The Swiss Times - Swiss News in English

OECD gives Swiss economic policy good marks

Updated at 14 Mar 2024 11:30 am

Switzerland's economy is well on track. This is confirmed by the Organization for Economic Cooperation and Development (OECD) in its country report. However, it recommends further opening up foreign policy and expanding trade relations in order to become more resilient.

In order to increase the resilience of the economy and productivity, the OECD also recommends in its new report that domestic competition be strengthened and the administrative burden on companies be reduced.

The organization advises against costly industrial policy initiatives such as state subsidies or protectionist measures, according to a statement from the State Secretariat for Economic Affairs (Seco) on the OECD report on Switzerland's economic policy published on Thursday.

According to Seco, the OECD's recommendations fit in well with the path Switzerland has chosen. The unilateral abolition of industrial tariffs at the beginning of this year was an important step towards reducing trade barriers. Another is the adoption of the negotiating mandate with the EU.

According to Seco, further important work to expand and consolidate trade relations is currently underway. This also includes the recently signed free trade agreement with India and the recently concluded modernization of the free trade agreement with Chile.

Recent crises well overcome

The OECD emphasizes that Switzerland has coped well with recent crises such as the coronavirus pandemic or the sharp rise in energy prices following the Russian invasion of Ukraine and that the economy has shown itself to be resilient.

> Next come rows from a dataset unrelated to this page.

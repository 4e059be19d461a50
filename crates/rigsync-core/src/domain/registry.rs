//! The application registry.
//!
//! Built once at connect time from the application list and then only read.
//! Keys are application names; an application can be reachable under two
//! keys when the registration rule below adds its alias.
//!
//! # Registration rule
//!
//! Entities are registered in document order:
//!
//! | Canonical name already registered? | Entity alias | Effect                              |
//! |------------------------------------|--------------|-------------------------------------|
//! | no                                 | any          | insert under the canonical name     |
//! | yes                                | non-empty    | insert under the alias              |
//! | yes                                | none / empty | nothing                             |
//!
//! The first entry under a canonical name is never overwritten.  The
//! decision is made *before* the entity's detail document is fetched
//! ([`ApplicationRegistry::registration_for`]) so the resolver does not fetch
//! actions for entities that will be dropped.

use std::collections::btree_map::{self, BTreeMap};
use std::sync::Arc;

use serde_json::{Map, Value};

use crate::domain::action::{ActionSet, ActionSpec};
use crate::protocol::hypermedia::EntityLink;

/// One application of the machine.
#[derive(Debug, Clone, PartialEq)]
pub struct Application {
    /// Canonical name (`properties.name`).
    pub name: String,
    /// Alias (`properties.alias`), when non-empty.
    pub alias: Option<String>,
    /// URL of the detail document.
    pub href: String,
    /// Summary properties as reported at connect time (includes `state`).
    pub properties: Map<String, Value>,
    /// Invokable actions, shared between the canonical and alias keys.
    pub actions: Arc<ActionSet>,
}

impl Application {
    /// Builds an application from its list entry and resolved actions.
    ///
    /// Returns `None` when the entry has no `properties.name`.
    pub fn from_link(link: &EntityLink, actions: Arc<ActionSet>) -> Option<Self> {
        let name = link.name()?.to_string();
        Some(Self {
            name,
            alias: link.alias().map(str::to_string),
            href: link.href.clone(),
            properties: link.properties.clone(),
            actions,
        })
    }

    /// State captured at connect time.
    pub fn state(&self) -> Option<&str> {
        self.properties.get("state").and_then(Value::as_str)
    }

    /// Looks up one action by name.
    pub fn action(&self, name: &str) -> Option<&ActionSpec> {
        self.actions.get(name)
    }
}

/// Where an entity of the application list ends up.
#[derive(Debug, Clone, PartialEq, Eq)]
pub enum Registration {
    /// First occurrence of the canonical name.
    Canonical(String),
    /// Canonical name taken; registered under its alias instead.
    Alias(String),
    /// Canonical name taken and no alias: not registered.
    Skipped,
}

/// Immutable map of key (canonical name or alias) → application.
#[derive(Debug, Clone, Default)]
pub struct ApplicationRegistry {
    entries: BTreeMap<String, Arc<Application>>,
}

impl ApplicationRegistry {
    /// Creates an empty registry.
    pub fn new() -> Self {
        Self::default()
    }

    /// Decides under which key `link` would be registered.
    pub fn registration_for(&self, link: &EntityLink) -> Registration {
        let Some(name) = link.name() else {
            return Registration::Skipped;
        };
        if !self.entries.contains_key(name) {
            return Registration::Canonical(name.to_string());
        }
        match link.alias() {
            Some(alias) => Registration::Alias(alias.to_string()),
            None => Registration::Skipped,
        }
    }

    /// Inserts `application` according to the registration rule.
    ///
    /// Returns the key it was stored under, or `None` when skipped.
    pub fn register(&mut self, application: Application) -> Option<String> {
        let key = if !self.entries.contains_key(&application.name) {
            application.name.clone()
        } else {
            application.alias.clone()?
        };
        self.entries.insert(key.clone(), Arc::new(application));
        Some(key)
    }

    /// Looks up an application by canonical name or registered alias.
    pub fn get(&self, key: &str) -> Option<&Arc<Application>> {
        self.entries.get(key)
    }

    /// Returns `true` when `key` is registered.
    pub fn contains(&self, key: &str) -> bool {
        self.entries.contains_key(key)
    }

    /// All registered keys in sorted order.
    pub fn keys(&self) -> impl Iterator<Item = &str> {
        self.entries.keys().map(String::as_str)
    }

    /// Iterates over `(key, application)` pairs in key order.
    pub fn iter(&self) -> btree_map::Iter<'_, String, Arc<Application>> {
        self.entries.iter()
    }

    /// Number of registered keys.
    pub fn len(&self) -> usize {
        self.entries.len()
    }

    /// Returns `true` when nothing is registered.
    pub fn is_empty(&self) -> bool {
        self.entries.is_empty()
    }
}

// ── Tests ─────────────────────────────────────────────────────────────────────
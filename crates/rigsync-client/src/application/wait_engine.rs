//! Application wait engine.
//!
//! Callers waiting for an application state register a slot in a pending
//! set.  The application-state listener scans the set for every incoming
//! message and resolves (then removes) all matching slots in one pass.
//!
//! # Concurrency
//!
//! The pending set is one `parking_lot::Mutex<Vec<PendingWait>>`.  Register
//! appends under the lock; resolve scans, delivers and removes under a
//! single acquisition, so a message can never be delivered to a slot twice
//! and a slot registered while a scan is running waits for the next message.
//! Delivery is a `oneshot` send and never blocks while the lock is held.
//!
//! Slots of callers that already gave up (timed out) stay in the set until a
//! matching message arrives; the send to their dropped receiver fails
//! silently and the slot is removed like any other.

use std::sync::Arc;
use std::time::Duration;

use parking_lot::Mutex;
use rigsync_core::protocol::decode_application_state;
use rigsync_core::{AcceptableStates, ApplicationStateMessage};
use tokio::sync::{mpsc, oneshot};
use tracing::{debug, info, warn};
use uuid::Uuid;

use super::error::RigError;

/// One registered wait.
#[derive(Debug)]
struct PendingWait {
    id: Uuid,
    application: String,
    acceptable: AcceptableStates,
    tx: Option<oneshot::Sender<String>>,
}

/// The pending set of application waits.
#[derive(Debug, Default)]
pub struct AppWaitEngine {
    pending: Mutex<Vec<PendingWait>>,
}

impl AppWaitEngine {
    /// Creates an engine with no pending waits.
    pub fn new() -> Self {
        Self::default()
    }

    /// Registers a wait for `application` to reach one of `acceptable`.
    pub fn register(&self, application: &str, acceptable: AcceptableStates) -> WaitHandle {
        let (tx, rx) = oneshot::channel();
        let id = Uuid::new_v4();
        debug!(
            "wait {id}: '{application}' -> {:?}",
            acceptable.iter().collect::<Vec<_>>()
        );
        self.pending.lock().push(PendingWait {
            id,
            application: application.to_string(),
            acceptable,
            tx: Some(tx),
        });
        WaitHandle::Pending(rx)
    }

    /// Resolves every slot matching `message`; returns how many matched.
    pub fn resolve(&self, message: &ApplicationStateMessage) -> usize {
        let mut resolved = 0;
        self.pending.lock().retain_mut(|slot| {
            if slot.application != message.name || !slot.acceptable.contains(&message.value) {
                return true;
            }
            if let Some(tx) = slot.tx.take() {
                if tx.send(message.value.clone()).is_err() {
                    debug!("wait {}: caller already gone", slot.id);
                }
            }
            resolved += 1;
            false
        });
        resolved
    }

    /// Number of registered, unresolved waits.
    pub fn pending_count(&self) -> usize {
        self.pending.lock().len()
    }
}

/// The caller's side of one application wait.
#[derive(Debug)]
pub enum WaitHandle {
    /// The snapshot already satisfied the wait.
    Resolved(String),
    /// Registered; resolved by a later feed message.
    Pending(oneshot::Receiver<String>),
}

impl WaitHandle {
    /// Waits for the resolving state.
    ///
    /// Returns `Ok(None)` when `timeout` elapses first (`None` waits forever).
    ///
    /// # Errors
    ///
    /// [`RigError::FeedClosed`] if the engine was dropped with this wait
    /// still pending.
    pub async fn wait(self, timeout: Option<Duration>) -> Result<Option<String>, RigError> {
        let rx = match self {
            WaitHandle::Resolved(state) => return Ok(Some(state)),
            WaitHandle::Pending(rx) => rx,
        };
        let received = match timeout {
            Some(limit) => match tokio::time::timeout(limit, rx).await {
                Ok(received) => received,
                Err(_) => return Ok(None),
            },
            None => rx.await,
        };
        received.map(Some).map_err(|_| RigError::FeedClosed {
            feed: "application-state",
        })
    }
}

/// Consumes application-state frames until `frames` closes.
///
/// A frame that does not decode is logged and skipped.
pub async fn run_application_listener(
    engine: Arc<AppWaitEngine>,
    mut frames: mpsc::Receiver<String>,
) {
    while let Some(text) = frames.recv().await {
        match decode_application_state(&text) {
            Ok(message) => {
                let resolved = engine.resolve(&message);
                if resolved > 0 {
                    debug!(
                        "'{}' reached '{}'; resolved {resolved} wait(s)",
                        message.name, message.value
                    );
                }
            }
            Err(e) => warn!("{e}; dropping frame"),
        }
    }
    info!("application-state listener stopped");
}

// ── Tests ─────────────────────────────────────────────────────────────────────
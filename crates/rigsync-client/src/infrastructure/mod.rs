//! Infrastructure layer for rigsync-client.
//!
//! Concrete I/O behind the application layer's seams:
//!
//! - **`http`** – [`HttpTransport`](http::HttpTransport), the reqwest
//!   implementation of `RestTransport`, including login.
//! - **`feed`** – WebSocket pumps turning each feed into an `mpsc` channel
//!   of text frames.
//! - **`config`** – [`ClientConfig`](config::ClientConfig), loaded from TOML.
//!
//! [`connect`] wires all three into a running [`Machine`].

pub mod config;
pub mod feed;
pub mod http;

use std::sync::Arc;

use rigsync_core::protocol::{APPLICATION_STATE_FEED_PATH, MACHINE_STATE_FEED_PATH};
use tokio::sync::mpsc;

use crate::application::{FeedReceivers, Machine, RigError};
use config::ClientConfig;
use feed::run_feed;
use http::HttpTransport;

/// Frames buffered per feed before the pump waits on its listener.
const FEED_CAPACITY: usize = 256;

/// Logs in, opens both feeds and resolves the machine.
///
/// # Errors
///
/// - [`RigError::Transport`] if login or a required document read fails.
/// - [`RigError::MalformedDocument`] if a required document does not decode.
pub async fn connect(config: &ClientConfig) -> Result<Machine, RigError> {
    let base_url = config.base_url();
    let transport = HttpTransport::connect(config).await?;

    let (machine_tx, machine_rx) = mpsc::channel(FEED_CAPACITY);
    let (applications_tx, applications_rx) = mpsc::channel(FEED_CAPACITY);
    let interval = config.reconnect_interval();
    let pumps = [
        tokio::spawn(run_feed(
            config.feed_url(MACHINE_STATE_FEED_PATH),
            machine_tx,
            interval,
        )),
        tokio::spawn(run_feed(
            config.feed_url(APPLICATION_STATE_FEED_PATH),
            applications_tx,
            interval,
        )),
    ];

    let feeds = FeedReceivers {
        machine: machine_rx,
        applications: applications_rx,
    };
    match Machine::assemble(Arc::new(transport), base_url, feeds).await {
        Ok(mut machine) => {
            for pump in pumps {
                machine.supervise(pump);
            }
            Ok(machine)
        }
        Err(e) => {
            for pump in &pumps {
                pump.abort();
            }
            Err(e)
        }
    }
}
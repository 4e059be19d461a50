//! reqwest implementation of [`RestTransport`].
//!
//! One `reqwest::Client` with a cookie store is shared by every request.
//! When credentials are configured, [`HttpTransport::connect`] logs in
//! first; the session cookie set by the machine then authenticates all
//! later requests.

use std::time::Duration;

use async_trait::async_trait;
use reqwest::header::CONTENT_TYPE;
use rigsync_core::protocol::LOGIN_PATH;
use serde_json::{json, Value};
use tracing::{debug, info};

use crate::application::transport::{RestResponse, RestTransport, TransportError};
use crate::infrastructure::config::ClientConfig;

/// HTTP transport backed by reqwest.
#[derive(Debug, Clone)]
pub struct HttpTransport {
    client: reqwest::Client,
}

fn request_error(url: &str, e: reqwest::Error) -> TransportError {
    TransportError::Request {
        url: url.to_string(),
        message: e.to_string(),
    }
}

impl HttpTransport {
    /// Builds a client with a cookie store and the given request timeout.
    ///
    /// # Errors
    ///
    /// [`TransportError::Request`] if the TLS backend cannot be initialised.
    pub fn new(timeout: Duration) -> Result<Self, TransportError> {
        let client = reqwest::Client::builder()
            .cookie_store(true)
            .timeout(timeout)
            .build()
            .map_err(|e| request_error("", e))?;
        Ok(Self { client })
    }

    /// Builds the transport for `config`, logging in when credentials are set.
    pub async fn connect(config: &ClientConfig) -> Result<Self, TransportError> {
        let transport = Self::new(config.request_timeout())?;
        if let Some((user, password)) = config.credentials() {
            transport.login(&config.base_url(), user, password).await?;
        }
        Ok(transport)
    }

    /// `POST {base}/login` with the user and password.
    ///
    /// # Errors
    ///
    /// [`TransportError::Status`] when the machine rejects the credentials.
    pub async fn login(
        &self,
        base_url: &str,
        user: &str,
        password: &str,
    ) -> Result<(), TransportError> {
        let url = format!("{base_url}{LOGIN_PATH}");
        let response = self
            .client
            .post(&url)
            .json(&json!({"user": user, "password": password}))
            .send()
            .await
            .map_err(|e| request_error(&url, e))?;

        let status = response.status();
        if !status.is_success() {
            return Err(TransportError::Status {
                url,
                status: status.as_u16(),
            });
        }
        info!("logged in to {base_url} as '{user}'");
        Ok(())
    }

    async fn into_rest_response(
        url: &str,
        response: reqwest::Response,
    ) -> Result<RestResponse, TransportError> {
        let status = response.status().as_u16();
        let body = response.text().await.map_err(|e| request_error(url, e))?;
        Ok(RestResponse { status, body })
    }
}

#[async_trait]
impl RestTransport for HttpTransport {
    async fn get_document(&self, url: &str) -> Result<Value, TransportError> {
        debug!("GET {url}");
        let response = self
            .client
            .get(url)
            .send()
            .await
            .map_err(|e| request_error(url, e))?;
        let response = Self::into_rest_response(url, response).await?;
        if !response.is_success() {
            return Err(TransportError::Status {
                url: url.to_string(),
                status: response.status,
            });
        }
        response.json().map_err(|e| TransportError::Decode {
            url: url.to_string(),
            message: e.to_string(),
        })
    }

    async fn get(&self, url: &str, content_type: &str) -> Result<RestResponse, TransportError> {
        debug!("GET {url} ({content_type})");
        let response = self
            .client
            .get(url)
            .header(CONTENT_TYPE, content_type)
            .send()
            .await
            .map_err(|e| request_error(url, e))?;
        Self::into_rest_response(url, response).await
    }

    async fn post_json(
        &self,
        url: &str,
        content_type: &str,
        body: &Value,
    ) -> Result<RestResponse, TransportError> {
        debug!("POST {url} ({content_type})");
        let response = self
            .client
            .post(url)
            .header(CONTENT_TYPE, content_type)
            .body(body.to_string())
            .send()
            .await
            .map_err(|e| request_error(url, e))?;
        Self::into_rest_response(url, response).await
    }
}
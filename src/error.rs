//! Errors that stop a phase before it can start.
//!
//! Problems with a single file never end up here. Those are collected in the
//! per-phase reports so that one bad file cannot abort a whole batch.

use std::path::{Path, PathBuf};
use thiserror::Error;

/// Errors that can occur while organizing or unpacking a directory.
#[derive(Debug, Error)]
pub enum OrganizeError {
    /// The target directory is missing or is not a directory.
    #[error("Invalid target directory {}: {reason}", path.display())]
    InvalidTargetDirectory { path: PathBuf, reason: String },

    /// The target directory could not be listed.
    #[error("Failed to read directory {}: {source}", path.display())]
    ReadDirectory {
        path: PathBuf,
        #[source]
        source: std::io::Error,
    },

    /// A container could not be created or opened.
    #[error("Container error at {}: {source}", path.display())]
    Container {
        path: PathBuf,
        #[source]
        source: std::io::Error,
    },

    /// A zip archive could not be read or written.
    #[error("Archive error at {}: {source}", path.display())]
    Archive {
        path: PathBuf,
        #[source]
        source: zip::result::ZipError,
    },

    /// None of the requested unpack targets exist.
    #[error("No valid unpack targets found in {}", path.display())]
    NoUnpackTargets { path: PathBuf },

    /// Archive and move were both requested.
    #[error("Cannot archive and move at the same time, choose one")]
    ConflictingModes,
}

impl OrganizeError {
    pub(crate) fn container(path: &Path, source: std::io::Error) -> Self {
        Self::Container {
            path: path.to_path_buf(),
            source,
        }
    }

    pub(crate) fn archive(path: &Path, source: zip::result::ZipError) -> Self {
        Self::Archive {
            path: path.to_path_buf(),
            source,
        }
    }
}

/// Result type for organize and unpack phases.
pub type OrganizeResult<T> = Result<T, OrganizeError>;
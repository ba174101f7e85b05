//! Acting on duplicate findings: deleting copies and renaming orphans.

use crate::config::Settings;
use crate::duplicates::DuplicateReport;
use std::fs;
use std::path::PathBuf;

/// Outcome of a reconcile pass.
#[derive(Debug, Default, Clone, PartialEq, Eq)]
pub struct ReconcileReport {
    /// Duplicates that were deleted.
    pub duplicates_removed: Vec<PathBuf>,
    /// Orphans renamed, as (old path, new path).
    pub orphans_renamed: Vec<(PathBuf, PathBuf)>,
    /// Files left alone because they were gone or not regular files anymore.
    pub skipped: Vec<(PathBuf, String)>,
    pub failures: Vec<(PathBuf, String)>,
    /// Findings were present but both settings were off.
    pub no_action_enabled: bool,
}

impl ReconcileReport {
    /// Returns true if nothing failed and an action was allowed.
    pub fn all_succeeded(&self) -> bool {
        self.failures.is_empty() && !self.no_action_enabled
    }
}

/// Applies `settings` to the duplicates and orphans in `report`.
///
/// Orphans are renamed before duplicates are deleted. An orphan is never
/// deleted, and a rename never replaces an existing file. Every mutation is
/// checked on disk afterwards before it is counted.
pub fn reconcile(report: &DuplicateReport, settings: &Settings) -> ReconcileReport {
    let mut outcome = ReconcileReport::default();

    if report.is_empty() {
        tracing::info!("no duplicate files found");
        return outcome;
    }

    if !settings.delete_duplicate_files && !settings.rename_orphaned_duplicates {
        tracing::info!(
            duplicates = report.duplicates.len(),
            orphans = report.orphans.len(),
            "duplicate files found"
        );
        tracing::error!(
            "no action taken, enable rename_orphaned_duplicates or delete_duplicate_files in the configuration"
        );
        outcome.no_action_enabled = true;
        return outcome;
    }

    if settings.rename_orphaned_duplicates && !report.orphans.is_empty() {
        tracing::info!(count = report.orphans.len(), "renaming orphaned duplicates");
        for orphan in &report.orphans {
            if !orphan.path.is_file() {
                outcome
                    .skipped
                    .push((orphan.path.clone(), "no longer a regular file".to_string()));
                continue;
            }
            if orphan.stripped.exists() {
                tracing::warn!(
                    from = %orphan.path.display(),
                    to = %orphan.stripped.display(),
                    "rename target already exists"
                );
                outcome.failures.push((
                    orphan.path.clone(),
                    format!("{} already exists", orphan.stripped.display()),
                ));
                continue;
            }

            tracing::debug!(
                from = %orphan.path.display(),
                to = %orphan.stripped.display(),
                pattern = %orphan.pattern,
                "renaming"
            );
            match fs::rename(&orphan.path, &orphan.stripped) {
                Ok(()) if orphan.stripped.exists() => outcome
                    .orphans_renamed
                    .push((orphan.path.clone(), orphan.stripped.clone())),
                Ok(()) => outcome.failures.push((
                    orphan.path.clone(),
                    "renamed file is missing afterwards".to_string(),
                )),
                Err(e) => {
                    tracing::error!(path = %orphan.path.display(), error = %e, "failed to rename");
                    outcome.failures.push((orphan.path.clone(), e.to_string()));
                }
            }
        }
        tracing::info!(count = outcome.orphans_renamed.len(), "files renamed");
    }

    if settings.delete_duplicate_files && !report.duplicates.is_empty() {
        tracing::info!(count = report.duplicates.len(), "removing duplicate files");
        for duplicate in &report.duplicates {
            if !duplicate.path.is_file() {
                outcome
                    .skipped
                    .push((duplicate.path.clone(), "no longer a regular file".to_string()));
                continue;
            }

            tracing::debug!(
                path = %duplicate.path.display(),
                original = %duplicate.original.display(),
                "removing"
            );
            match fs::remove_file(&duplicate.path) {
                Ok(()) if !duplicate.path.exists() => {
                    outcome.duplicates_removed.push(duplicate.path.clone())
                }
                Ok(()) => outcome.failures.push((
                    duplicate.path.clone(),
                    "file still present after removal".to_string(),
                )),
                Err(e) => {
                    tracing::error!(path = %duplicate.path.display(), error = %e, "failed to remove");
                    outcome.failures.push((duplicate.path.clone(), e.to_string()));
                }
            }
        }
        tracing::info!(count = outcome.duplicates_removed.len(), "files removed");
    }

    outcome
}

The system of national economic supply, which is based on the responsibility of companies and only provides for state intervention on a supplementary basis and for essential goods, also receives praise. The OECD therefore recommends that Switzerland retains this system.

Unemployment and inflation are low in Switzerland and the standard of living is among the highest of the 38 OECD member countries. This is reinforced by a dynamic market economy, a highly qualified workforce and a prudent macroeconomic policy.

Competition at risk after bank merger

However, the OECD is concerned about the emergency takeover of Credit Suisse by UBS. Although this has ensured financial stability, it has also created new risks and challenges for the Swiss economy. This is because the largest bank merger since the financial crisis has created a group whose total assets are almost twice as large as the country's annual economic output (GDP).

The merger of the two largest Swiss banks also raises questions about competition, according to the OECD. The combined bank would account for around 25 percent of domestic deposits and loans. The OECD therefore recommends that the Swiss authorities continue their strict supervision and monitoring of the enlarged bank.